The creative instinct – fickle, moody, immature, and quick to judge as it so often is – expresses itself across time in either furious orgasms of near-limitless intensity or banal spans of drowsiness, luxuriation, and uninteresting quiet; the latter which, however difficult and disconcerting it might be for the artist to navigate – periods of quiet that torment him with the lie that his aesthetic gifts have either run dry or been stolen from him overnight – must nevertheless be endured and hurried not unduly along. For through such alchemical patience do the seeds of profundity and emotional exuberance germinate, root, and burst violently from the ground, none of which could have been accomplished if they were unnecessarily burdened with superfluous creative angst, the artist’s “uncreative dribble” which is the only suitable compost that can be heaped upon the tiny expressive seed that might attract the necessary worm and bug and germ to bring it the heat, light, and breath to develop and become.
The more ruthless, devastating, severe, unwavering, audacious, and universal the implications that may accompany a given thesis, the more distinctive, distinguishable, and undeniably-tangible will the particularity of its antithesis necessarily be; both syllogisms which, holding fast to their own unerring self-belief and the apparent incompatibility of their convictions, will resist with unflinching resolve any easy, simple, direct, and ostentatious synthesis and can thus only be handled by the careful and conscientious mental efforts of the linguistic artist of the highest, most sophisticated, nuanced, and yet self-disciplined type, one who has proven himself the best possible master of the worst proclivities in and of himself, those which always manifest in and through the natural inclination to attach a hasty moral valuation to everything his mind encounters; valuations which, necessary and intrinsically autonomic as they are to the psychological processes of man, limit the potential expression of freedom of any aesthetic endeavor and thus doom its ultimate end from ever finding a satisfying syllogistic resolution.
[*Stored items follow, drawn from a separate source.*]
use crate::memory::{Chip8MemoryMap, PROGRAM_ADDR, STACK_SLOTS};
use std::fmt;

/// Everything a CHIP-8 program can observe, plus the bookkeeping the
/// interpreter needs between steps. Plain data; the interpreter is the only
/// thing that mutates it.
#[derive(Clone, Debug, PartialEq, Eq)]
pub struct MachineState {
    pub memory: Chip8MemoryMap,
    /// always even, and inside the program region between steps
    pub pc: u16,
    /// stack slot index; `STACK_SLOTS` when empty, 0 when full
    pub sp: u16,
    /// only the low 12 bits are ever used as an address
    pub i: u16,
    /// V0-VF; VF doubles as the carry/borrow/shift/collision flag
    pub v: [u8; 16],
    pub dt: u8,
    pub st: u8,
    /// framebuffer changed and the display hasn't been told yet
    pub dirty: bool,
}

impl Default for MachineState {
    fn default() -> Self {
        Self::new()
    }
}

impl MachineState {
    pub fn new() -> Self {
        MachineState {
            memory: Chip8MemoryMap::new(),
            pc: PROGRAM_ADDR,
            sp: STACK_SLOTS,
            i: 0,
            v: [0; 16],
            dt: 0,
            st: 0,
            dirty: false,
        }
    }
}

impl fmt::Display for MachineState {
    fn fmt(&self, f: &mut fmt::Formatter<'_>) -> fmt::Result {
        writeln!(
            f,
            "pc: {:#05x}, sp: {:02}, i: {:#05x}, dt: {:03}, st: {:03}",
            self.pc, self.sp, self.i, self.dt, self.st
        )?;
        for (row, regs) in self.v.chunks(4).enumerate() {
            let line = regs
                .iter()
                .enumerate()
                .map(|(col, val)| format!("v{:x}: {:#04x}", row * 4 + col, val))
                .collect::<Vec<_>>()
                .join(", ");
            writeln!(f, "{}", line)?;
        }
        Ok(())
    }
}

#[cfg(test)]
mod tests {
    use super::*;

    #[test]
    fn test_initial_state() {
        let s = MachineState::new();
        assert_eq!(s.pc, 0x200);
        assert_eq!(s.sp, 48);
        assert_eq!(s.v, [0; 16]);
        assert!(!s.dirty);
    }

    #[test]
    fn test_dump_lists_every_register() {
        let mut s = MachineState::new();
        s.v[0xf] = 0x01;
        s.v[0xa] = 0xfe;
        let dump = s.to_string();
        assert!(dump.starts_with("pc: 0x200, sp: 48, i: 0x000"));
        assert!(dump.contains("va: 0xfe"));
        assert!(dump.contains("vf: 0x01"));
        assert_eq!(dump.lines().count(), 5);
    }
}
//! The `render` command.

use std::path::PathBuf;

use anyhow::{Context, Result, bail};
use courier_application::{RenderRequest, RenderRequestInput, TranslateOptions};
use courier_infrastructure::{
    DocumentFormat, FileDocumentLookup, FileEnvironmentLoader, find_unique_file, load_document,
    to_json_pretty, to_yaml_string,
};
use tracing::{info, warn};

use crate::cli::{OutputFormat, RenderArgs};

/// Path of the request file: `--file-path` as given, or the single file
/// under the root matching `--file`.
fn request_path(args: &RenderArgs) -> Result<PathBuf> {
    match (&args.file_path, &args.file) {
        (Some(path), _) => Ok(path.clone()),
        (None, Some(name)) => find_unique_file(name, &args.root)
            .with_context(|| format!("failed to find request file '{name}'")),
        (None, None) => bail!("a request file is required (--file or --file-path)"),
    }
}

/// Renders the request file described by `args` and returns the serialized
/// result.
pub fn render(args: &RenderArgs) -> Result<String> {
    let path = request_path(args)?;
    info!(file = %path.display(), env = %args.env, "rendering request");

    let source = load_document(&path)
        .with_context(|| format!("failed to load request file {}", path.display()))?;

    let destination = args
        .rendered
        .as_deref()
        .map(load_document)
        .transpose()
        .context("failed to load rendered copy")?;

    let options = if args.strict {
        TranslateOptions::strict()
    } else {
        TranslateOptions::default()
    };

    let use_case = RenderRequest::new(
        FileEnvironmentLoader::new(&args.root),
        FileDocumentLookup::new(&args.root).into_lookup(),
        options,
    );

    let mut input = RenderRequestInput::new(&args.env, source);
    input.destination = destination;
    input.lowercase_keys = args.lowercase_keys;

    let output = use_case
        .execute(input)
        .with_context(|| format!("failed to render {}", path.display()))?;

    if !output.report.is_complete() {
        warn!(
            kept = output.report.kept,
            missing = output.report.missing,
            "some placeholders were left unresolved"
        );
    }

    let format = args.format.unwrap_or_else(|| {
        match DocumentFormat::from_path(&path) {
            Some(DocumentFormat::Json) => OutputFormat::Json,
            _ => OutputFormat::Yaml,
        }
    });

    let rendered = match format {
        OutputFormat::Json => to_json_pretty(&output.document)?,
        OutputFormat::Yaml => to_yaml_string(&output.document)?,
    };
    Ok(rendered)
}
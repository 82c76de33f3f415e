//! Render request use case.

use courier_domain::{Document, Environment};
use tracing::info;

use crate::ApplicationResult;
use crate::ports::{DocumentLookup, EnvironmentRepository};
use crate::template::{TranslateOptions, TranslationReport, TypeTranslator};

/// Input for rendering a request document.
#[derive(Debug, Clone)]
pub struct RenderRequestInput {
    /// Environment whose variables resolve `{{ .name }}` references.
    pub environment: String,
    /// The raw, placeholder-bearing document.
    pub source: Document,
    /// A pre-rendered copy of `source` to restore types in. When `None`, the
    /// source itself is used and placeholders are replaced directly.
    pub destination: Option<Document>,
    /// Lowercase mapping keys of the result (except under `variables`).
    pub lowercase_keys: bool,
}

impl RenderRequestInput {
    /// Creates an input that resolves `source` against `environment`.
    #[must_use]
    pub fn new(environment: impl Into<String>, source: Document) -> Self {
        Self {
            environment: environment.into(),
            source,
            destination: None,
            lowercase_keys: false,
        }
    }
}

/// Output from rendering a request document.
#[derive(Debug, Clone)]
pub struct RenderRequestOutput {
    /// The resolved document.
    pub document: Document,
    /// What happened to each placeholder.
    pub report: TranslationReport,
    /// Name of the environment that was used.
    pub environment: String,
}

/// Use case for resolving a request document against an environment.
pub struct RenderRequest<E, L> {
    environments: E,
    lookup: L,
    translator: TypeTranslator,
}

impl<E: EnvironmentRepository, L: DocumentLookup> RenderRequest<E, L> {
    /// Creates a new `RenderRequest` use case.
    #[must_use]
    pub const fn new(environments: E, lookup: L, options: TranslateOptions) -> Self {
        Self {
            environments,
            lookup,
            translator: TypeTranslator::new(options),
        }
    }

    /// Loads the environment and resolves every placeholder of the source.
    ///
    /// # Errors
    /// - Returns error if the environment name is invalid
    /// - Returns error if the environment cannot be loaded
    /// - Returns error if placeholder resolution fails
    pub fn execute(&self, input: RenderRequestInput) -> ApplicationResult<RenderRequestOutput> {
        let requested = Environment::new(&input.environment)?;
        let environment = self.environments.load(&requested.name)?;
        let destination = input.destination.unwrap_or_else(|| input.source.clone());

        let translation = self.translator.translate(
            &input.source,
            destination,
            &environment.variables,
            &self.lookup,
        )?;

        info!(
            environment = %environment.name,
            replaced = translation.report.replaced,
            kept = translation.report.kept,
            missing = translation.report.missing,
            "rendered request"
        );

        let document = if input.lowercase_keys {
            translation.document.lowercase_keys()
        } else {
            translation.document
        };

        Ok(RenderRequestOutput {
            document,
            report: translation.report,
            environment: environment.name,
        })
    }
}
Only the deranged, shiftless, thriftless, impractical, good-for-nothing ne’er-do-wells of the world can even remotely conscious the indiscriminate squander of a sizable portion of their time, “gifts”, and so-called “passions” on the lifelong pursuit of that which does not and, moreover, cannot guarantee some sort of material or social reward. Indeed, absent the promise of fame and riches, most men will in every case gild their “self-sacrifices” with a self-righteous moral gloss, an ardent self-deception that will inevitably coax him into believing his nonmaterial efforts, far from vain, are somehow working for the tangible benefit of the “collective good of all”; such ones who, having valiantly overcome the silver of Judas, now mistake themselves and all their works for some kind of world-redemptive Messiah.
In order to think any worthy thought at all, the mind must, on the one hand, be bound and conflicted on all sides by deadlines, worries, diversions, responsibilities, social obligations, moral constrictions, financial preoccupations, and the rest, while at the same time be animated by an irrepressible freedom to explore and evolve however it so will within a particular linguistic terrain that is open and unhindered by the aforementioned walls of worry and moral inhibition, the latter which, if not warred and struggled violently against, will tighten to the point of strangulation and eventual creative death. Indeed, that which is great of mind and truly deserving of the title “art” can only manifest when one oversteps, overcomes, and finally vanquishes their natural, self-imposed bounds and with them every care and expectation of the conscious world.
Devil walks into bar. Orders drink. Asks Philosopher sitting next to him: “And what do you do?”